Why Scientific Polarization? A Case Study
David Klinghoffer | @d_klinghoffer
David Klinghoffer | @d_klinghoffer
Here’s a scientific war that’s rending the fabric of polite disagreement. Scientists are divided against themselves, choosing sides in a highly polarized environment, charging each other’s “lobby” with denying or distorting evidence.
As the European Journal for Philosophy of Science summarizes, “The two sides of the controversy have never seen eye to eye, but over the past decade, the accusations and counter accusations have become increasingly belligerent and entrenched.” It’s not merely a scientific but a “legal and political battleground.”
Yes, it’s the bitter scientific dispute over…evolution? Nope. Climate change? No, silly, over Lyme disease!
Debate and Death Threats
The specific issue is the existence and treatment of “chronic Lyme disease.” Our friend Alex Berezow at the American Council on Science and Health notes, “The man who discovered Lyme disease, Allen Steere, was skeptical of the chronic Lyme diagnosis as well as long-term antibiotic therapy. So, he started receiving death threats from patients who were convinced he was wrong.” The aforementioned journal article takes this debate, previously unknown to me, as a model of how disagreement arises even among scientists — you know, those models of cool, rational deliberation — and tends increasingly toward irrational polarization. Berezow writes:
The authors employ a mathematical model to show that, even when scientists are acting in good faith over the correct interpretation of evidence, polarization is still a likely outcome. How so?

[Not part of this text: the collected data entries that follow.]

// Copyright (c) 2026 Graphcore Ltd. All rights reserved.

//! Errors raised while building a fabric topology.
//!
//! Every error is fatal: the build stops at the first one and the host is
//! never finalized.

use std::error::Error;
use std::fmt;

use pimfab_host::types::SimError;

/// Build a [`BuildError::Configuration`] from a format string and arguments.
#[macro_export]
macro_rules! config_error {
    ($($arg:tt)+) => {
        Err($crate::error::BuildError::Configuration(format!($($arg)+)))
    };
}

/// Build a [`BuildError::PartitionInconsistency`] naming the offending nodes.
///
/// ```rust
/// use pimfab_platform::error::BuildError;
/// use pimfab_platform::partition_error;
///
/// let err: Result<(), BuildError> = partition_error!(vec![0, 1] ; "ranges overlap at {:#x}", 0x80);
/// assert!(err.unwrap_err().to_string().contains("nodes [0, 1]"));
/// ```
#[macro_export]
macro_rules! partition_error {
    ($nodes:expr ; $($arg:tt)+) => {
        Err($crate::error::BuildError::PartitionInconsistency {
            nodes: $nodes,
            detail: format!($($arg)+),
        })
    };
}

/// Build a [`BuildError::WiringInconsistency`] for a component port.
#[macro_export]
macro_rules! wiring_error {
    ($component:expr, $port:expr ; $($arg:tt)+) => {
        Err($crate::error::BuildError::WiringInconsistency {
            component: $component.to_string(),
            port: $port.to_string(),
            detail: format!($($arg)+),
        })
    };
}

#[derive(Clone, Debug, PartialEq)]
pub enum BuildError {
    /// Invalid policy, backend kind, node or core count.
    Configuration(String),

    /// Computed address ranges leave a hole or overlap.
    PartitionInconsistency { nodes: Vec<usize>, detail: String },

    /// A port left unconnected, connected twice, or never allocated.
    WiringInconsistency {
        component: String,
        port: String,
        detail: String,
    },

    /// The host rejected a structural change.
    Host(SimError),
}

impl BuildError {
    /// The message without the error class prefix.
    #[must_use]
    pub fn detail(&self) -> &str {
        match self {
            BuildError::Configuration(detail)
            | BuildError::PartitionInconsistency { detail, .. }
            | BuildError::WiringInconsistency { detail, .. } => detail,
            BuildError::Host(e) => &e.0,
        }
    }
}

impl fmt::Display for BuildError {
    fn fmt(&self, f: &mut fmt::Formatter<'_>) -> fmt::Result {
        match self {
            BuildError::Configuration(detail) => write!(f, "Configuration error: {detail}"),
            BuildError::PartitionInconsistency { nodes, detail } => {
                write!(f, "Partition inconsistency (nodes {nodes:?}): {detail}")
            }
            BuildError::WiringInconsistency {
                component,
                port,
                detail,
            } => write!(f, "Wiring inconsistency at {component}.{port}: {detail}"),
            BuildError::Host(e) => write!(f, "Host {e}"),
        }
    }
}

impl Error for BuildError {}

impl From<SimError> for BuildError {
    fn from(e: SimError) -> Self {
        BuildError::Host(e)
    }
}

#[cfg(test)]
mod tests {
    use pimfab_host::types::SimError;

    use crate::error::BuildError;

    #[test]
    fn display_names_the_invariant() {
        let err: Result<(), BuildError> = wiring_error!("local_network", "port2" ; "left unconnected");
        assert_eq!(
            err.unwrap_err().to_string(),
            "Wiring inconsistency at local_network.port2: left unconnected"
        );

        let err: Result<(), BuildError> = config_error!("node count must be at least 1");
        assert_eq!(
            err.unwrap_err().to_string(),
            "Configuration error: node count must be at least 1"
        );

        let err = BuildError::from(SimError("Duplicate link name 'a'".to_string()));
        assert_eq!(err.to_string(), "Host Error: Duplicate link name 'a'");
        assert_eq!(err.detail(), "Duplicate link name 'a'");
    }
}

Suppose a scientist believes that Hypothesis X is more likely to be correct than Hypothesis Y. He may perhaps come to believe that other scientists who also accept Hypothesis X are slightly more reliable than scientists who accept Hypothesis Y. Over time, this slight initial bias against data provided by scientists who believe Hypothesis Y can morph into outright distrust. Once that happens, a stable state of polarization develops, in which neither side can “win” the debate, even if the facts clearly support one hypothesis over the other.
The authors reach a rather disturbing conclusion:
“We do not need to suppose that anyone is a bad researcher (in our models all agents are identical), or that they are bought by industry, or even that they engage in something like confirmation bias or other forms of motivated reasoning to see communities with stable scientific polarization emerge. All it takes is some mistrust in the data of those who hold different beliefs to get scientific polarization.”

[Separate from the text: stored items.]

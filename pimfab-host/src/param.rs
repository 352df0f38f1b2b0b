// Copyright (c) 2026 Graphcore Ltd. All rights reserved.

//! Component parameter values.
//!
//! The host accepts a flat mapping from parameter name to value. Values are
//! integers, strings or lists of values.

use std::collections::BTreeMap;
use std::fmt;

/// A single parameter value.
#[derive(Clone, Debug, PartialEq, Eq)]
pub enum ParamValue {
    Int(i64),
    UInt(u64),
    Str(String),
    List(Vec<ParamValue>),
}

/// An ordered mapping from parameter name to value.
pub type Params = BTreeMap<String, ParamValue>;

/// Build a [`Params`] mapping.
///
/// ```rust
/// use pimfab_host::params;
/// let p = params! {
///     "node_id" => 0,
///     "clock" => "1.0GHz",
///     "sources" => vec![1, 2],
/// };
/// assert_eq!(p.len(), 3);
/// ```
#[macro_export]
macro_rules! params {
    ($($key:expr => $value:expr),* $(,)?) => {{
        #[allow(unused_mut)]
        let mut p = $crate::param::Params::new();
        $(
            p.insert($key.to_string(), $crate::param::ParamValue::from($value));
        )*
        p
    }};
}

impl fmt::Display for ParamValue {
    fn fmt(&self, f: &mut fmt::Formatter<'_>) -> fmt::Result {
        match self {
            ParamValue::Int(v) => write!(f, "{v}"),
            ParamValue::UInt(v) => write!(f, "{v}"),
            ParamValue::Str(s) => write!(f, "{s}"),
            ParamValue::List(values) => {
                write!(f, "[")?;
                for (i, v) in values.iter().enumerate() {
                    if i > 0 {
                        write!(f, ", ")?;
                    }
                    write!(f, "{v}")?;
                }
                write!(f, "]")
            }
        }
    }
}

impl From<i32> for ParamValue {
    fn from(v: i32) -> Self {
        ParamValue::Int(i64::from(v))
    }
}

impl From<i64> for ParamValue {
    fn from(v: i64) -> Self {
        ParamValue::Int(v)
    }
}

impl From<u8> for ParamValue {
    fn from(v: u8) -> Self {
        ParamValue::UInt(u64::from(v))
    }
}

impl From<u32> for ParamValue {
    fn from(v: u32) -> Self {
        ParamValue::UInt(u64::from(v))
    }
}

impl From<u64> for ParamValue {
    fn from(v: u64) -> Self {
        ParamValue::UInt(v)
    }
}

impl From<usize> for ParamValue {
    fn from(v: usize) -> Self {
        ParamValue::UInt(v as u64)
    }
}

impl From<&str> for ParamValue {
    fn from(v: &str) -> Self {
        ParamValue::Str(v.to_string())
    }
}

impl From<String> for ParamValue {
    fn from(v: String) -> Self {
        ParamValue::Str(v)
    }
}

impl From<&String> for ParamValue {
    fn from(v: &String) -> Self {
        ParamValue::Str(v.clone())
    }
}

impl<T> From<Vec<T>> for ParamValue
where
    T: Into<ParamValue>,
{
    fn from(values: Vec<T>) -> Self {
        ParamValue::List(values.into_iter().map(Into::into).collect())
    }
}

#[cfg(test)]
mod tests {
    use crate::param::ParamValue;

    #[test]
    fn display_values() {
        assert_eq!(ParamValue::from(-1).to_string(), "-1");
        assert_eq!(ParamValue::from(0x8000_0000u64).to_string(), "2147483648");
        assert_eq!(ParamValue::from("64 KiB").to_string(), "64 KiB");
        assert_eq!(ParamValue::from(vec![1u32, 2]).to_string(), "[1, 2]");
        assert_eq!(ParamValue::from(Vec::<u32>::new()).to_string(), "[]");
    }

    #[test]
    fn later_keys_override() {
        let mut p = params! { "verbose" => 0, "clock" => "1.0GHz" };
        p.extend(params! { "verbose" => 3 });
        assert_eq!(p.get("verbose"), Some(&ParamValue::Int(3)));
        assert_eq!(p.len(), 2);
    }
}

In other words, everybody acting in good faith can result in a society in which we cannot agree on a common set of facts.

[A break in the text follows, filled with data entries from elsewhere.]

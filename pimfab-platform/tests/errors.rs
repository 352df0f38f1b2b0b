// Copyright (c) 2026 Graphcore Ltd. All rights reserved.

use std::path::Path;

use pimfab_host::test_helpers::start_test;
use pimfab_platform::error::BuildError;
use pimfab_platform::interleave::InterleavePolicy;
use pimfab_platform::topology::FabricTopology;
use pimfab_platform::types::MemoryModel;

/// Build from YAML, check nothing reached the host, return the error.
fn build_error(yaml: &str) -> BuildError {
    let graph = start_test(file!());
    let err = match FabricTopology::from_string(&graph, graph.top(), yaml) {
        Ok(_) => panic!("build should have failed"),
        Err(e) => e,
    };
    assert_eq!(graph.num_components(), 0);
    assert!(!graph.is_finalized());
    err
}

#[test]
fn none_with_two_nodes() {
    let err = build_error(
        "
memory:
  nodes: 2
  interleave: none
",
    );
    assert!(matches!(err, BuildError::Configuration(_)));
    assert!(err.detail().contains("ambiguous routing"));
}

#[test]
fn unsupported_memory_model() {
    let err = build_error("memory: { model: hbm }");
    assert!(matches!(err, BuildError::Configuration(_)));
    assert!(err.detail().contains("Unsupported memory model 'hbm'"));
}

#[test]
fn unsupported_interleave_policy() {
    let err = build_error("memory: { interleave: diagonal }");
    assert!(matches!(err, BuildError::Configuration(_)));
    assert!(err.detail().contains("diagonal"));
}

#[test]
fn reserved_pim_type() {
    let err = build_error("memory: { pim_type: 2 }");
    assert!(err.detail().contains("reserved"));
}

#[test]
fn empty_compute_cluster() {
    let err = build_error("compute: { num_cpus: 0 }");
    assert_eq!(
        err,
        BuildError::Configuration(
            "A compute cluster must host at least 1 processing node".to_string()
        )
    );
}

#[test]
fn more_granules_than_memory() {
    let err = build_error(
        "
memory:
  total_bytes: 256MiB
  nodes: 4
  interleave: wide
",
    );
    assert!(matches!(err, BuildError::Configuration(_)));
}

#[test]
fn working_sets_beyond_memory() {
    // Three working sets 0x10000 apart need more than 0x20000 bytes.
    let err = build_error(
        "
memory:
  total_bytes: 0x20000
  nodes: 1
  interleave: none
compute:
  num_cpus: 3
",
    );
    assert_eq!(
        err,
        BuildError::Configuration(
            "Processing node 2 working set does not fit in 0x20000 bytes".to_string()
        )
    );
}

#[test]
fn address_hole_is_a_partition_error() {
    // One granule beyond a whole number of strides leaves the last granule
    // outside node 0's envelope.
    let err = build_error(
        "
memory:
  total_bytes: 0x1_0800_0000
  nodes: 4
  interleave: wide
",
    );
    match err {
        BuildError::PartitionInconsistency { nodes, .. } => assert_eq!(nodes, vec![0]),
        other => panic!("unexpected error {other}"),
    }
}

#[test]
#[should_panic(expected = "Graph already finalized")]
fn finalized_graph_rejects_second_build() {
    let graph = start_test(file!());
    FabricTopology::from_string(&graph, graph.top(), "").unwrap();
    FabricTopology::from_string(&graph, graph.top(), "").unwrap();
}

#[test]
fn missing_config_file() {
    let graph = start_test(file!());
    let err = FabricTopology::from_file(&graph, graph.top(), Path::new("no-such-fabric.yaml"))
        .err()
        .unwrap();
    assert!(err.detail().starts_with("Unable to read"));
}

#[test]
fn environment_overrides_file() {
    figment::Jail::expect_with(|jail| {
        jail.create_file(
            "fabric.yaml",
            "
memory:
  total_bytes: 1GiB
  nodes: 2
  model: dramsim3
compute:
  num_cpus: 2
",
        )?;
        jail.set_env("NODES", "4");
        jail.set_env("INTERLEAVE", "SMALL");
        jail.set_env("APP", "GUPS");

        let graph = start_test(file!());
        let topology =
            FabricTopology::from_file(&graph, graph.top(), Path::new("fabric.yaml")).unwrap();
        let config = topology.config();
        assert_eq!(config.memory.nodes, 4);
        assert_eq!(config.memory.interleave, InterleavePolicy::Small);
        assert_eq!(config.memory.model, MemoryModel::Dramsim3);
        assert_eq!(config.compute.app.as_deref(), Some("GUPS"));
        assert_eq!(topology.memory_nodes().len(), 4);
        assert_eq!(topology.descriptors()[0].stride_bytes(), Some(256));

        let storage = graph.find_component("memory3.backend.backend").unwrap();
        assert_eq!(graph.component(storage).unwrap().kind, "memHierarchy.dramsim3");
        Ok(())
    });
}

Berezow cites the parallel of our contemporary political scene where Left and Right often appear not just to hold different opinions but to live in alternative universes. You can compare these, dizzyingly, by switching rapidly back and forth between Fox News and CNN.
Strengths and Weaknesses
I would add that the evolution debate presents another illustration, equally stark. Berezow again: “Over time, this slight initial bias against data provided by scientists who believe Hypothesis Y can morph into outright distrust. Once that happens, a stable state of polarization develops, in which neither side can ‘win’ the debate, even if the facts clearly support one hypothesis over the other.”
I honestly don’t think that most advocates of intelligent design are unable to recognize merits in the other side’s case. If we were unable, we wouldn’t speak of the alternative neo-Darwinian theory’s “strengths and weaknesses.” Yes, it has strengths. In explaining the emergence of biological novelties, the choice between Darwin and design is not a no-brainer.
This most sound unfair if you know little about the evolution debate. However, from long experience, I do believe that many evolution proponents are so committed to their view with its unacknowledged philosophical underpinnings, so mistrustful of other interpretations, that arguing with them is likely a waste of time.
A friend explained recently that this appears to be so, not least, with theistic evolutionists of a certain profile. See “No Escape from Theistic Evolution?” When we do argue with these people, the purpose is not to convince them, which is probably hopeless, but to persuade the unpersuaded who, we know, are listening or reading.